Damn picture was removed...

Here is the picture (mine is the right one)


----------



## AwDeOh (Jun 3, 2013)

That's some bloody nice ebony man.. can't wait to see more progress on the build.


----------



## mcrdsd911 (Jun 3, 2013)

Geesh, that ebony is fierce ! definately watching this


----------



## muffinbutton (Jun 3, 2013)

Holy ....ing balls dude. that ebony top... Want...


----------



## Berti_smb (Jun 28, 2013)

Sorry for not giving any updates on process, luthier got another paying job so he doesn't have much time and we also had some problems with design. I printed out whole design and it was scaled 1,5% smaller so everything was smaller and did not work as supposed to be. So we paused the build until i can get him 1:1 model printed out and that was yesterday (i had some college exams and so on...and he is total noob regarding using computer programs so he is old school builder). So build started today, yaaaaaay 

And also today i recived my top so here are the pictures


----------



## Berti_smb (Jul 10, 2013)

Finally some progress pictures!


----------



## AwDeOh (Jul 10, 2013)

Man.. the striping through that ebony is so subtle and beautiful. I can't wait to see more. Is it just me, or do the fret slots seem quite deep?


----------



## indreku (Jul 10, 2013)

mmm...the ebony top and BM, hope you will be happy with your guitar.


----------



## Berti_smb (Jul 10, 2013)

AwDeOh said:


> Man.. the striping through that ebony is so subtle and beautiful. I can't wait to see more. Is it just me, or do the fret slots seem quite deep?



I just checked out another 7 string that he made for my friend (daemoness cimerian shape) and in pictures he has done same job as on my fretboard now, it looks like he just uses thinner fretboards  it is fine with me.
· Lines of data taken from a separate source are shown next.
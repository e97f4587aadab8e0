//! Static persona records that condition each domain agent's completions.
//!
//! A persona is data, not behavior: every domain goes through the same
//! invoker, only the record differs.

use crate::error::PlannerError;
use crate::types::Domain;
use std::str::FromStr;

/// Role, goal and background text sent as the system message.
#[derive(Debug, Clone, PartialEq, Eq)]
pub struct AgentPersona {
    pub role: &'static str,
    pub goal: &'static str,
    pub backstory: &'static str,
    /// Shape the answer is expected to take
    pub expected_output: &'static str,
}

impl AgentPersona {
    pub fn system_prompt(&self) -> String {
        format!(
            "You are a {role}.\n\nGoal:\n{goal}\n\nBackground:\n{backstory}\n\nExpected output: {expected}",
            role = self.role,
            goal = self.goal.trim(),
            backstory = self.backstory.trim(),
            expected = self.expected_output,
        )
    }
}

/// Which persona set to use for all five agents.
#[derive(Debug, Clone, Copy, Default, PartialEq, Eq)]
pub enum PersonaVariant {
    /// One-line role, goal and backstory
    #[default]
    Brief,
    /// Detailed goal list and professional background
    Expert,
}

impl FromStr for PersonaVariant {
    type Err = PlannerError;

    fn from_str(value: &str) -> Result<Self, Self::Err> {
        match value.trim().to_ascii_lowercase().as_str() {
            "brief" => Ok(PersonaVariant::Brief),
            "expert" => Ok(PersonaVariant::Expert),
            other => Err(PlannerError::Config(format!(
                "unknown persona variant '{other}', expected 'brief' or 'expert'"
            ))),
        }
    }
}

pub fn persona_for(domain: Domain, variant: PersonaVariant) -> &'static AgentPersona {
    let set = match variant {
        PersonaVariant::Brief => &BRIEF,
        PersonaVariant::Expert => &EXPERT,
    };
    match domain {
        Domain::Weather => &set[0],
        Domain::Transport => &set[1],
        Domain::Hotel => &set[2],
        Domain::Itinerary => &set[3],
        Domain::Food => &set[4],
    }
}

const WEATHER_OUTPUT: &str =
    "A table of the forecast by date with recommended clothing and essential items";
const TRANSPORT_OUTPUT: &str =
    "A table of recommended transport options with travel time, cost, pros and cons";
const HOTEL_OUTPUT: &str =
    "A table of recommended lodging with location, price range, amenities and room type";
const PLAN_OUTPUT: &str =
    "A day-by-day itinerary table with time needed, reason for each stop and tips";
const FOOD_OUTPUT: &str =
    "A breakfast/lunch/dinner table of restaurants with location, price range, signature dishes and rating";

static BRIEF: [AgentPersona; 5] = [
    AgentPersona {
        role: "travel weather specialist",
        goal: "Analyze the weather at the destination for the travel period and recommend clothing and essentials.",
        backstory: "Draws on meteorological expertise to help travelers prepare properly for the conditions they will meet.",
        expected_output: WEATHER_OUTPUT,
    },
    AgentPersona {
        role: "travel transport advisor",
        goal: "Recommend the best way to get from the departure point to the destination.",
        backstory: "Knows the full range of travel options and matches them to the traveler's budget and convenience.",
        expected_output: TRANSPORT_OUTPUT,
    },
    AgentPersona {
        role: "travel lodging advisor",
        goal: "Recommend the best accommodation for the destination.",
        backstory: "Knows lodging options well and matches them to the trip's purpose and budget.",
        expected_output: HOTEL_OUTPUT,
    },
    AgentPersona {
        role: "travel itinerary planner",
        goal: "Plan an itinerary that fits the destination and the length of the trip.",
        backstory: "Rich experience with travel schedules, proposing itineraries that suit the traveler's tastes.",
        expected_output: PLAN_OUTPUT,
    },
    AgentPersona {
        role: "travel restaurant advisor",
        goal: "Recommend the signature restaurants of the destination.",
        backstory: "Knows a wide range of local restaurants and recommends ones that suit the traveler's tastes.",
        expected_output: FOOD_OUTPUT,
    },
];

static EXPERT: [AgentPersona; 5] = [
    AgentPersona {
        role: "travel weather analysis and trip preparation specialist",
        goal: r#"
Analyze the forecast for the destination and travel period and provide:
1. Day-by-day conditions and temperature ranges
2. Clothing recommendations for every layer (tops, bottoms, outerwear, shoes, accessories)
3. Essential items (umbrella, sunscreen, hat, sunglasses, warm gear)
4. Weather-related cautions and tips
5. A suggested indoor/outdoor activity balance
"#,
        backstory: r#"
You are a former broadcast meteorologist who now advises travelers.

Expertise:
- Reading short-range forecasts and spotting uncertainty in them
- Regional climate patterns and seasonal extremes
- Practical packing for mixed conditions

You always state when a forecast does not cover the full travel period.
"#,
        expected_output: WEATHER_OUTPUT,
    },
    AgentPersona {
        role: "travel route and transport optimization specialist",
        goal: r#"
Compare every realistic way to get from the departure point to the destination and provide:
1. Concrete options (flight, train, express bus, ferry, car)
2. Typical travel time and fare per person and for the group
3. Booking channels and how far ahead to book
4. Local transit at the destination
5. A ranking that reflects the budget, group size and trip purpose
"#,
        backstory: r#"
You spent ten years planning group travel logistics.

Expertise:
- Rail, intercity bus and domestic flight networks
- Fare classes, discounts and peak-season pricing
- Door-to-door time, including transfers and waiting

You never invent timetables; when exact schedules are unknown you say where to check them.
"#,
        expected_output: TRANSPORT_OUTPUT,
    },
    AgentPersona {
        role: "travel lodging analysis and booking optimization specialist",
        goal: r#"
Systematically analyze lodging at the destination and provide:
1. Analysis by lodging type (hotel, resort, pension, guesthouse, rental)
2. Location, accessibility and transit convenience
3. Value for money against the budget
4. Amenities and service quality comparison
5. Availability and discount opportunities
6. Review-based satisfaction and cautions

All lodging information must come from search results, with availability and rates checked.
"#,
        backstory: r#"
You are a lodging consultant with twelve years of experience as a hotelier.

Expertise:
- Industry trends: chain characteristics, service levels by grade, seasonal rate policies
- Regional lodging: where properties cluster, transit access, nearby amenities
- Booking systems: platform differences, discounts, cancellation policies
- Guest satisfaction: review analysis, repeat visits, service quality

Recommendation criteria: safety, convenience, value, accessibility.
"#,
        expected_output: HOTEL_OUTPUT,
    },
    AgentPersona {
        role: "travel itinerary design specialist",
        goal: r#"
Design a realistic day-by-day itinerary and provide:
1. A balanced daily schedule with travel time between stops
2. Must-see sights and lesser-known alternatives
3. Opening hours, reservations and ticketing notes
4. Rain or heat fallbacks for outdoor plans
5. Pacing suited to the group and the trip purpose
"#,
        backstory: r#"
You are a tour designer who has built hundreds of custom itineraries.

Expertise:
- Sequencing sights to minimize backtracking
- Family, couple and solo pacing
- Seasonal events and local festivals
"#,
        expected_output: PLAN_OUTPUT,
    },
    AgentPersona {
        role: "destination food analysis and culinary travel curation specialist",
        goal: r#"
Systematically analyze the food culture of the destination and provide:
1. Regional specialties and signature dishes
2. Restaurants grouped by price range and atmosphere
3. Local favorites versus tourist hot spots
4. Reservation needs, opening hours and accessibility
5. Options for dietary restrictions (halal, vegan, allergies)
6. Seasonal and time-of-day specialties
7. Recent review and rating trends

All restaurant information must come from search results; only currently operating places.
"#,
        backstory: r#"
You are a food critic and culinary travel expert with fifteen years of experience.

Expertise:
- Local food culture: regional dishes, local produce, seasonal delicacies, traditional methods
- Restaurant evaluation: taste, atmosphere, service and value
- Trend analysis: social-media favorites versus word-of-mouth gems
- Dining culture: reservation customs, tipping, dress codes

You consider age groups, group size, parking and transit access in every recommendation.
"#,
        expected_output: FOOD_OUTPUT,
    },
];

#[cfg(test)]
mod tests {
    use super::*;

    #[test]
    fn test_every_domain_has_both_variants() {
        for domain in Domain::ALL {
            let brief = persona_for(domain, PersonaVariant::Brief);
            let expert = persona_for(domain, PersonaVariant::Expert);
            assert_ne!(brief.role, expert.role);
            assert_eq!(brief.expected_output, expert.expected_output);
        }
    }

    #[test]
    fn test_system_prompt_contains_persona_text() {
        let persona = persona_for(Domain::Hotel, PersonaVariant::Expert);
        let prompt = persona.system_prompt();
        assert!(prompt.starts_with("You are a travel lodging analysis"));
        assert!(prompt.contains("Goal:\nSystematically analyze lodging"));
        assert!(prompt.contains("\n1. Analysis by lodging type"));
        assert!(prompt.contains("Expected output: A table of recommended lodging"));
    }

    #[test]
    fn test_parse_variant() {
        assert_eq!("Expert".parse::<PersonaVariant>().unwrap(), PersonaVariant::Expert);
        assert_eq!(" brief ".parse::<PersonaVariant>().unwrap(), PersonaVariant::Brief);
        assert!("verbose".parse::<PersonaVariant>().is_err());
    }
}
Btw my friends guitar is probably the easiest guitar that i have played so far, so i have nothing to worry about


----------



## sandalhat (Jul 10, 2013)

That's going to be quite the awesome guitar from the look of it so far!! Can't wait to see the finished product.


----------



## Just A Box (Jul 10, 2013)

Am I the only one who thinks that workbench looks brutally awesome? Seems to have been caught in the middle of separating two samurais from killing each other. Love it. 

Oh, and the guitar looks great so far as well.


----------



## Berti_smb (Jul 11, 2013)

Just A Box said:


> Am I the only one who thinks that workbench looks brutally awesome? Seems to have been caught in the middle of separating two samurais from killing each other. Love it.
> 
> Oh, and the guitar looks great so far as well.
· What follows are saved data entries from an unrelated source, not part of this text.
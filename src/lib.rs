//! trip-agent-rs: a multi-agent travel planner.
//!
//! Five domain agents (weather, transport, hotel, itinerary, food) run one
//! after another. Each gathers live data where it has a source, renders a
//! prompt, and asks the completion service for a markdown answer. The
//! answers are aggregated into a [`PlanResult`].
//!
//! # Quick Start
//!
//! ```rust,no_run
//! use trip_agent_rs::{PlannerConfig, TravelPlanner, TripRequest};
//!
//! #[tokio::main]
//! async fn main() -> Result<(), Box<dyn std::error::Error>> {
//!     let config = PlannerConfig::from_env()?;
//!     let planner = TravelPlanner::from_config(&config)?;
//!
//!     let trip = TripRequest::new("Busan", "2024-01-15", "2024-01-17")
//!         .with_departure("Seoul")
//!         .with_people(2)
//!         .with_budget(50);
//!
//!     let plan = planner.generate_plan(&trip).await?;
//!     println!("{}", plan.hotel);
//!     Ok(())
//! }
//! ```

pub mod config;
pub mod core;
pub mod error;
pub mod logging;
pub mod prompts;
pub mod services;
pub mod tools;
pub mod types;

#[cfg(feature = "cli")]
pub mod cli;
#[cfg(feature = "server")]
pub mod server;

pub use config::PlannerConfig;
pub use core::{
    persona_for, Agent, AgentPersona, CompletionProvider, PersonaVariant, PlanStage,
    TravelPlanner,
};
pub use error::{PlannerError, Result};
pub use logging::{InteractionLog, InteractionSink};
pub use tools::{DataFetchers, SearchHit, SearchProvider, WeatherProvider};
pub use types::{Domain, PlanResult, TripRequest, WeatherReport};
Yeah that workbench is awesome! A lot guitars and other wooden stuff were built there 

Luthier said to me that guitar will be finished in a month...it cant be sooner because of his new paying job.


----------



## Berti_smb (Jul 16, 2013)

News from luthier  Fretboard is done! Neck is being glued and here are some progress pictures...


----------



## aerodynamics (Jul 16, 2013)

I like where this is going....


----------



## Berti_smb (Jul 26, 2013)

New pics from luthier...


----------



## Berti_smb (Jul 29, 2013)

Luthier called me and said that i can expect some new progress pictures tomorrow  i hope it will be finished in two weeks...


----------



## AwDeOh (Jul 29, 2013)

Can't wait to see it man, the body/top glue up looks like it went perfectly!


----------



## Berti_smb (Jul 30, 2013)

It seems like glue went perfect! New pics...

the line you see in the middle of top and headstock veneer is pencil


----------



## RickSchneider (Jul 31, 2013)

Dayum....


----------



## Berti_smb (Aug 5, 2013)

I found some new porn on my e-mail


----------



## Berti_smb (Aug 8, 2013)

New stuff


----------



## AwDeOh (Aug 8, 2013)

Very clean work dude! No volute behind the headstock on this one?


----------



## Berti_smb (Aug 9, 2013)

No volute. Next step is to put binding, carve the back of the body and finish neck profile


----------



## CD1221 (Aug 9, 2013)

Looking very tasty.


----------



## AwDeOh (Aug 9, 2013)

Binding will set it off, what type are you getting?


----------



## Berti_smb (Aug 9, 2013)

It will be white binding all around the whole guitar


----------



## MisterMcCruff (Aug 16, 2013)

This looks fantastic! I'm planning a similar single pickup, 6-string build in solid swamp ash but I'm going to use the neck from an RG270 I've got knocking about.
Which program did you use for the design? It looks really tidy.


----------



## pondman (Aug 16, 2013)

Really nice work


----------



## Berti_smb (Aug 16, 2013)

MisterMcCruff said:


> This looks fantastic! I'm planning a similar single pickup, 6-string build in solid swamp ash but I'm going to use the neck from an RG270 I've got knocking about.
> Which program did you use for the design? It looks really tidy.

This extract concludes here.